Output the data below exactly, down to the last character.

*Exercise data*
>>
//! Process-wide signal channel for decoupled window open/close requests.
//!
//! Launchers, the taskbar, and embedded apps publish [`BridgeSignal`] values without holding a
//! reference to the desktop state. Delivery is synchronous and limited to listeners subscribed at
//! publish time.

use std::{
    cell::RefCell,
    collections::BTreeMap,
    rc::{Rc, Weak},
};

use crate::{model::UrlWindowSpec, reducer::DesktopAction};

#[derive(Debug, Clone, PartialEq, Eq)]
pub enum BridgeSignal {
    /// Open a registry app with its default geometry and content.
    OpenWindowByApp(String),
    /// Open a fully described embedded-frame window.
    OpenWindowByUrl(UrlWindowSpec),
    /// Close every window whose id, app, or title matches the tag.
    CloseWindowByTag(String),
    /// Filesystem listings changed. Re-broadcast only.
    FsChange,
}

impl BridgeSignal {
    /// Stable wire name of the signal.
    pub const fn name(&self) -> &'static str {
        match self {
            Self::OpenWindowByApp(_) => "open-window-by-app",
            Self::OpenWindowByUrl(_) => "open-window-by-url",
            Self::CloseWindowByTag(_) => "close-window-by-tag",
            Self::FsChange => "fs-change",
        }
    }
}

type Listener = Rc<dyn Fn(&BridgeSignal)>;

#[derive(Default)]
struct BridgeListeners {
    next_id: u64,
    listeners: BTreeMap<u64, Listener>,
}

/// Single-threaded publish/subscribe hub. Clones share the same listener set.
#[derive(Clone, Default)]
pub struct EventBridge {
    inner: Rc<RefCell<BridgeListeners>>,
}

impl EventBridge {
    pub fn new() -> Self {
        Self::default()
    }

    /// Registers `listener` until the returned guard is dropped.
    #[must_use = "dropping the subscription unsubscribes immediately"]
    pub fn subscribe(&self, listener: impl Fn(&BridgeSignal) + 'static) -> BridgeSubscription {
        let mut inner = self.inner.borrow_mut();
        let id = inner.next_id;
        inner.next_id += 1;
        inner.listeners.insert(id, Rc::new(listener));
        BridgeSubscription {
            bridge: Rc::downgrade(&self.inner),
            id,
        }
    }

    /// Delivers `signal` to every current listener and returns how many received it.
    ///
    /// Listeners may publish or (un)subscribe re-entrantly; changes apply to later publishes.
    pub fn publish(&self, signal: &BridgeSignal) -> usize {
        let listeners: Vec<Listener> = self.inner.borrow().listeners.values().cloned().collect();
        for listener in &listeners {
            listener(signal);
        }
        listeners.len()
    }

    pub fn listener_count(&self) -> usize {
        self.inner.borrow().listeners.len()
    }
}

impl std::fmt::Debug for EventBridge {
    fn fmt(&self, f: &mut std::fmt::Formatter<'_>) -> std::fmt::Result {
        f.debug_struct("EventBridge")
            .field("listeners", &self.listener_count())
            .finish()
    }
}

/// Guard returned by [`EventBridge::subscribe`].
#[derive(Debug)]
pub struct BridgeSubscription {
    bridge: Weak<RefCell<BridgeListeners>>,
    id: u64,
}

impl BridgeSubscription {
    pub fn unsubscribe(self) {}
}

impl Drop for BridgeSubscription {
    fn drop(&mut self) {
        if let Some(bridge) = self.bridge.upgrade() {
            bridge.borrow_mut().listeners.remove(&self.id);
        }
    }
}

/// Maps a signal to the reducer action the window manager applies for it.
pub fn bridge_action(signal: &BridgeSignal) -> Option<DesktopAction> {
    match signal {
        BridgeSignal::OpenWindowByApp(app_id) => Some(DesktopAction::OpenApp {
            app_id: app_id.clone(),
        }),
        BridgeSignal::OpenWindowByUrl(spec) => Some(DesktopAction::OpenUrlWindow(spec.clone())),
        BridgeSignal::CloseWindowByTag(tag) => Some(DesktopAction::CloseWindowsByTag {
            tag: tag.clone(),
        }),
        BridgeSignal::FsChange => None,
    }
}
<<
*Exercise result*
//! Process-wide signal channel for decoupled window open/close requests.
//!
//! Launchers, the taskbar, and embedded apps publish [`BridgeSignal`] values without holding a
//! reference to the desktop state. Delivery is synchronous and limited to listeners subscribed at
//! publish time.

use std::{
    cell::RefCell,
    collections::BTreeMap,
    rc::{Rc, Weak},
};

use crate::{model::UrlWindowSpec, reducer::DesktopAction};

#[derive(Debug, Clone, PartialEq, Eq)]
pub enum BridgeSignal {
    /// Open a registry app with its default geometry and content.
    OpenWindowByApp(String),
    /// Open a fully described embedded-frame window.
    OpenWindowByUrl(UrlWindowSpec),
    /// Close every window whose id, app, or title matches the tag.
    CloseWindowByTag(String),
    /// Filesystem listings changed. Re-broadcast only.
    FsChange,
}

impl BridgeSignal {
    /// Stable wire name of the signal.
    pub const fn name(&self) -> &'static str {
        match self {
            Self::OpenWindowByApp(_) => "open-window-by-app",
            Self::OpenWindowByUrl(_) => "open-window-by-url",
            Self::CloseWindowByTag(_) => "close-window-by-tag",
            Self::FsChange => "fs-change",
        }
    }
}

type Listener = Rc<dyn Fn(&BridgeSignal)>;

#[derive(Default)]
struct BridgeListeners {
    next_id: u64,
    listeners: BTreeMap<u64, Listener>,
}

/// Single-threaded publish/subscribe hub. Clones share the same listener set.
#[derive(Clone, Default)]
pub struct EventBridge {
    inner: Rc<RefCell<BridgeListeners>>,
}

impl EventBridge {
    pub fn new() -> Self {
        Self::default()
    }

    /// Registers `listener` until the returned guard is dropped.
    #[must_use = "dropping the subscription unsubscribes immediately"]
    pub fn subscribe(&self, listener: impl Fn(&BridgeSignal) + 'static) -> BridgeSubscription {
        let mut inner = self.inner.borrow_mut();
        let id = inner.next_id;
        inner.next_id += 1;
        inner.listeners.insert(id, Rc::new(listener));
        BridgeSubscription {
            bridge: Rc::downgrade(&self.inner),
            id,
        }
    }

    /// Delivers `signal` to every current listener and returns how many received it.
    ///
    /// Listeners may publish or (un)subscribe re-entrantly; changes apply to later publishes.
    pub fn publish(&self, signal: &BridgeSignal) -> usize {
        let listeners: Vec<Listener> = self.inner.borrow().listeners.values().cloned().collect();
        for listener in &listeners {
            listener(signal);
        }
        listeners.len()
    }

    pub fn listener_count(&self) -> usize {
        self.inner.borrow().listeners.len()
    }
}

impl std::fmt::Debug for EventBridge {
    fn fmt(&self, f: &mut std::fmt::Formatter<'_>) -> std::fmt::Result {
        f.debug_struct("EventBridge")
            .field("listeners", &self.listener_count())
            .finish()
    }
}

/// Guard returned by [`EventBridge::subscribe`].
#[derive(Debug)]
pub struct BridgeSubscription {
    bridge: Weak<RefCell<BridgeListeners>>,
    id: u64,
}

impl BridgeSubscription {
    pub fn unsubscribe(self) {}
}

impl Drop for BridgeSubscription {
    fn drop(&mut self) {
        if let Some(bridge) = self.bridge.upgrade() {
            bridge.borrow_mut().listeners.remove(&self.id);
        }
    }
}

/// Maps a signal to the reducer action the window manager applies for it.
pub fn bridge_action(signal: &BridgeSignal) -> Option<DesktopAction> {
    match signal {
        BridgeSignal::OpenWindowByApp(app_id) => Some(DesktopAction::OpenApp {
            app_id: app_id.clone(),
        }),
        BridgeSignal::OpenWindowByUrl(spec) => Some(DesktopAction::OpenUrlWindow(spec.clone())),
        BridgeSignal::CloseWindowByTag(tag) => Some(DesktopAction::CloseWindowsByTag {
            tag: tag.clone(),
        }),
        BridgeSignal::FsChange => None,
    }
}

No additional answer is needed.